==== DATA LISTING
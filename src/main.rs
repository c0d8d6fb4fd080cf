//! Operator console for the tilt-rotor hexacopter demonstrator.
//!
//! - `run`: drive the twelve servos from the keyboard (or a key script)
//! - `plot-sweep`: chart one arm's targets over a sweep as SVG
//! - `show-config`: print the effective configuration

use std::path::PathBuf;
use std::time::Duration;

use anyhow::{Context, Result};
use clap::{Parser, Subcommand, ValueEnum};
use tracing::info;
use tracing_subscriber::EnvFilter;

use hexatilt::actuator::ActuatorBank;
use hexatilt::config::{load_config, RuntimeConfig, ARM_COUNT, DEFAULT_CONFIG_PATH};
use hexatilt::control::{Command, Controller};
use hexatilt::input::{CommandSource, TerminalSource};
use hexatilt::ipc::{spawn_script_feeder, DiagnosticLog};
use hexatilt::metrics::TransportMetrics;
use hexatilt::sequencer::SweepKind;
use hexatilt::transport::{DynamixelBus, SimulatedBus, Transport};
use hexatilt::visualization::{render_diagnostics, render_status, render_trajectory_svg, sweep_trajectory};

/// Tilt-rotor actuator controller
#[derive(Parser, Debug)]
#[command(name = "hexatilt")]
#[command(about = "Keyboard control of the hexacopter tilt-rotor servos")]
#[command(version)]
struct Args {
    /// Runtime configuration file
    #[arg(long, global = true, default_value = DEFAULT_CONFIG_PATH)]
    config: PathBuf,

    #[command(subcommand)]
    command: Option<Cmd>,
}

#[derive(Subcommand, Debug)]
enum Cmd {
    /// Interactive control loop (the default)
    Run {
        /// Serial device, overrides [bus].device
        #[arg(long)]
        device: Option<String>,

        /// Baud rate, overrides [bus].baud
        #[arg(long)]
        baud: Option<u32>,

        /// Use the in-memory servo bus instead of hardware
        #[arg(long)]
        simulate: bool,

        /// Read keys from a script file instead of the keyboard
        #[arg(long)]
        script: Option<PathBuf>,

        /// Delay between scripted keys in milliseconds
        #[arg(long, default_value = "200")]
        script_interval_ms: u64,
    },

    /// Render one arm's sweep targets to an SVG chart
    PlotSweep {
        #[arg(long, value_enum, default_value = "body")]
        kind: SweepArg,

        /// Arm number (1-6)
        #[arg(long, default_value = "1")]
        arm: usize,

        #[arg(long, default_value = "sweep.svg")]
        output: PathBuf,
    },

    /// Print the effective configuration as TOML
    ShowConfig,
}

#[derive(ValueEnum, Clone, Copy, Debug)]
enum SweepArg {
    Origin,
    Body,
}

impl From<SweepArg> for SweepKind {
    fn from(arg: SweepArg) -> Self {
        match arg {
            SweepArg::Origin => SweepKind::Origin,
            SweepArg::Body => SweepKind::Body,
        }
    }
}

fn main() -> Result<()> {
    tracing_subscriber::fmt()
        .with_env_filter(EnvFilter::try_from_default_env().unwrap_or_else(|_| EnvFilter::new("info")))
        .with_writer(std::io::stderr)
        .init();

    let args = Args::parse();
    let config = load_config(&args.config)?;

    match args.command.unwrap_or(Cmd::Run {
        device: None,
        baud: None,
        simulate: false,
        script: None,
        script_interval_ms: 200,
    }) {
        Cmd::Run {
            device,
            baud,
            simulate,
            script,
            script_interval_ms,
        } => {
            let mut config = config;
            if let Some(device) = device {
                config.bus.device = device;
            }
            if let Some(baud) = baud {
                config.bus.baud = baud;
            }
            config.validate()?;
            run(&config, simulate, script, Duration::from_millis(script_interval_ms))
        }
        Cmd::PlotSweep { kind, arm, output } => plot_sweep(&config, kind.into(), arm, output),
        Cmd::ShowConfig => {
            print!("{}", config.to_toml_string()?);
            Ok(())
        }
    }
}

fn print_key_help() {
    println!("------------------------------------------");
    println!("0: all arms about their own origin");
    println!("9: all arms as one body");
    println!("q: sweep about each origin");
    println!("w: sweep about the body center");
    println!("-: send every servo to its offset");
    println!("1-6: control a single arm");
    println!("m: calibrate offsets from current positions");
    println!("j/l/i/k or arrows: left, right, forward, back");
    println!("a: larger step, z: smaller step");
    println!("space: stop a sweep");
    println!("ESC or Ctrl-C to quit");
    println!("------------------------------------------");
}

fn run(
    config: &RuntimeConfig,
    simulate: bool,
    script: Option<PathBuf>,
    script_interval: Duration,
) -> Result<()> {
    let diagnostics = DiagnosticLog::default();
    let metrics = TransportMetrics::new();

    let mut transport: Box<dyn Transport> = if simulate {
        info!("Using simulated servo bus");
        Box::new(SimulatedBus::new())
    } else {
        Box::new(DynamixelBus::new())
    };
    let bank = ActuatorBank::connect(transport.as_mut(), config, &diagnostics, &metrics);
    let mut controller = Controller::new(bank, config);

    let (mut source, feeder) = match script {
        Some(path) => {
            let text = std::fs::read_to_string(&path)
                .with_context(|| format!("Failed to read script {}", path.display()))?;
            let commands = Command::parse_script(&text);
            info!("Running {} scripted commands from {}", commands.len(), path.display());
            let (source, handle) = spawn_script_feeder(commands, script_interval);
            (Box::new(source) as Box<dyn CommandSource>, Some(handle))
        }
        None => (Box::new(TerminalSource::new()) as Box<dyn CommandSource>, None),
    };

    print_key_help();
    print!("{}", render_status(controller.state(), controller.bank()));
    print!("{}", render_diagnostics(&diagnostics.drain()));

    let report = controller.run(source.as_mut(), |controller, command| {
        println!("> {command}");
        controller.bank_mut().refresh();
        print!("{}", render_status(controller.state(), controller.bank()));
        print!("{}", render_diagnostics(&diagnostics.drain()));
    })?;

    if let Some(handle) = feeder {
        let _ = handle.join();
    }

    println!("Released {} channels", report.released);
    for (id, err) in &report.failures {
        println!("  channel {id}: torque off failed: {err}");
    }
    println!("{}", metrics.report());
    Ok(())
}

fn plot_sweep(config: &RuntimeConfig, kind: SweepKind, arm: usize, output: PathBuf) -> Result<()> {
    anyhow::ensure!((1..=ARM_COUNT).contains(&arm), "arm must be 1-{ARM_COUNT}, got {arm}");

    let points = sweep_trajectory(&config.sweep_profile(), &config.geometry(), kind, arm - 1);
    let path = output.to_string_lossy();
    render_trajectory_svg(&points, &path)
        .map_err(|e| anyhow::anyhow!("Failed to render {path}: {e}"))?;
    println!("Wrote {} samples for arm {arm} to {path}", points.len());
    Ok(())
}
========
▶ EXERCISE BRIEF
The data above should be copied exactly, with no line omitted.

▶ ANSWER FOR THE TASK
filename src/main.rs
repository c0d8d6fb4fd080cf
//! Operator console for the tilt-rotor hexacopter demonstrator.
//!
//! - `run`: drive the twelve servos from the keyboard (or a key script)
//! - `plot-sweep`: chart one arm's targets over a sweep as SVG
//! - `show-config`: print the effective configuration

use std::path::PathBuf;
use std::time::Duration;

use anyhow::{Context, Result};
use clap::{Parser, Subcommand, ValueEnum};
use tracing::info;
use tracing_subscriber::EnvFilter;

use hexatilt::actuator::ActuatorBank;
use hexatilt::config::{load_config, RuntimeConfig, ARM_COUNT, DEFAULT_CONFIG_PATH};
use hexatilt::control::{Command, Controller};
use hexatilt::input::{CommandSource, TerminalSource};
use hexatilt::ipc::{spawn_script_feeder, DiagnosticLog};
use hexatilt::metrics::TransportMetrics;
use hexatilt::sequencer::SweepKind;
use hexatilt::transport::{DynamixelBus, SimulatedBus, Transport};
use hexatilt::visualization::{render_diagnostics, render_status, render_trajectory_svg, sweep_trajectory};

/// Tilt-rotor actuator controller
#[derive(Parser, Debug)]
#[command(name = "hexatilt")]
#[command(about = "Keyboard control of the hexacopter tilt-rotor servos")]
#[command(version)]
struct Args {
    /// Runtime configuration file
    #[arg(long, global = true, default_value = DEFAULT_CONFIG_PATH)]
    config: PathBuf,

    #[command(subcommand)]
    command: Option<Cmd>,
}

#[derive(Subcommand, Debug)]
enum Cmd {
    /// Interactive control loop (the default)
    Run {
        /// Serial device, overrides [bus].device
        #[arg(long)]
        device: Option<String>,

        /// Baud rate, overrides [bus].baud
        #[arg(long)]
        baud: Option<u32>,

        /// Use the in-memory servo bus instead of hardware
        #[arg(long)]
        simulate: bool,

        /// Read keys from a script file instead of the keyboard
        #[arg(long)]
        script: Option<PathBuf>,

        /// Delay between scripted keys in milliseconds
        #[arg(long, default_value = "200")]
        script_interval_ms: u64,
    },

    /// Render one arm's sweep targets to an SVG chart
    PlotSweep {
        #[arg(long, value_enum, default_value = "body")]
        kind: SweepArg,

        /// Arm number (1-6)
        #[arg(long, default_value = "1")]
        arm: usize,

        #[arg(long, default_value = "sweep.svg")]
        output: PathBuf,
    },

    /// Print the effective configuration as TOML
    ShowConfig,
}

#[derive(ValueEnum, Clone, Copy, Debug)]
enum SweepArg {
    Origin,
    Body,
}

impl From<SweepArg> for SweepKind {
    fn from(arg: SweepArg) -> Self {
        match arg {
            SweepArg::Origin => SweepKind::Origin,
            SweepArg::Body => SweepKind::Body,
        }
    }
}

fn main() -> Result<()> {
    tracing_subscriber::fmt()
        .with_env_filter(EnvFilter::try_from_default_env().unwrap_or_else(|_| EnvFilter::new("info")))
        .with_writer(std::io::stderr)
        .init();

    let args = Args::parse();
    let config = load_config(&args.config)?;

    match args.command.unwrap_or(Cmd::Run {
        device: None,
        baud: None,
        simulate: false,
        script: None,
        script_interval_ms: 200,
    }) {
        Cmd::Run {
            device,
            baud,
            simulate,
            script,
            script_interval_ms,
        } => {
            let mut config = config;
            if let Some(device) = device {
                config.bus.device = device;
            }
            if let Some(baud) = baud {
                config.bus.baud = baud;
            }
            config.validate()?;
            run(&config, simulate, script, Duration::from_millis(script_interval_ms))
        }
        Cmd::PlotSweep { kind, arm, output } => plot_sweep(&config, kind.into(), arm, output),
        Cmd::ShowConfig => {
            print!("{}", config.to_toml_string()?);
            Ok(())
        }
    }
}

fn print_key_help() {
    println!("------------------------------------------");
    println!("0: all arms about their own origin");
    println!("9: all arms as one body");
    println!("q: sweep about each origin");
    println!("w: sweep about the body center");
    println!("-: send every servo to its offset");
    println!("1-6: control a single arm");
    println!("m: calibrate offsets from current positions");
    println!("j/l/i/k or arrows: left, right, forward, back");
    println!("a: larger step, z: smaller step");
    println!("space: stop a sweep");
    println!("ESC or Ctrl-C to quit");
    println!("------------------------------------------");
}

fn run(
    config: &RuntimeConfig,
    simulate: bool,
    script: Option<PathBuf>,
    script_interval: Duration,
) -> Result<()> {
    let diagnostics = DiagnosticLog::default();
    let metrics = TransportMetrics::new();

    let mut transport: Box<dyn Transport> = if simulate {
        info!("Using simulated servo bus");
        Box::new(SimulatedBus::new())
    } else {
        Box::new(DynamixelBus::new())
    };
    let bank = ActuatorBank::connect(transport.as_mut(), config, &diagnostics, &metrics);
    let mut controller = Controller::new(bank, config);

    let (mut source, feeder) = match script {
        Some(path) => {
            let text = std::fs::read_to_string(&path)
                .with_context(|| format!("Failed to read script {}", path.display()))?;
            let commands = Command::parse_script(&text);
            info!("Running {} scripted commands from {}", commands.len(), path.display());
            let (source, handle) = spawn_script_feeder(commands, script_interval);
            (Box::new(source) as Box<dyn CommandSource>, Some(handle))
        }
        None => (Box::new(TerminalSource::new()) as Box<dyn CommandSource>, None),
    };

    print_key_help();
    print!("{}", render_status(controller.state(), controller.bank()));
    print!("{}", render_diagnostics(&diagnostics.drain()));

    let report = controller.run(source.as_mut(), |controller, command| {
        println!("> {command}");
        controller.bank_mut().refresh();
        print!("{}", render_status(controller.state(), controller.bank()));
        print!("{}", render_diagnostics(&diagnostics.drain()));
    })?;

    if let Some(handle) = feeder {
        let _ = handle.join();
    }

    println!("Released {} channels", report.released);
    for (id, err) in &report.failures {
        println!("  channel {id}: torque off failed: {err}");
    }
    println!("{}", metrics.report());
    Ok(())
}

fn plot_sweep(config: &RuntimeConfig, kind: SweepKind, arm: usize, output: PathBuf) -> Result<()> {
    anyhow::ensure!((1..=ARM_COUNT).contains(&arm), "arm must be 1-{ARM_COUNT}, got {arm}");

    let points = sweep_trajectory(&config.sweep_profile(), &config.geometry(), kind, arm - 1);
    let path = output.to_string_lossy();
    render_trajectory_svg(&points, &path)
        .map_err(|e| anyhow::anyhow!("Failed to render {path}: {e}"))?;
    println!("Wrote {} samples for arm {arm} to {path}", points.len());
    Ok(())
}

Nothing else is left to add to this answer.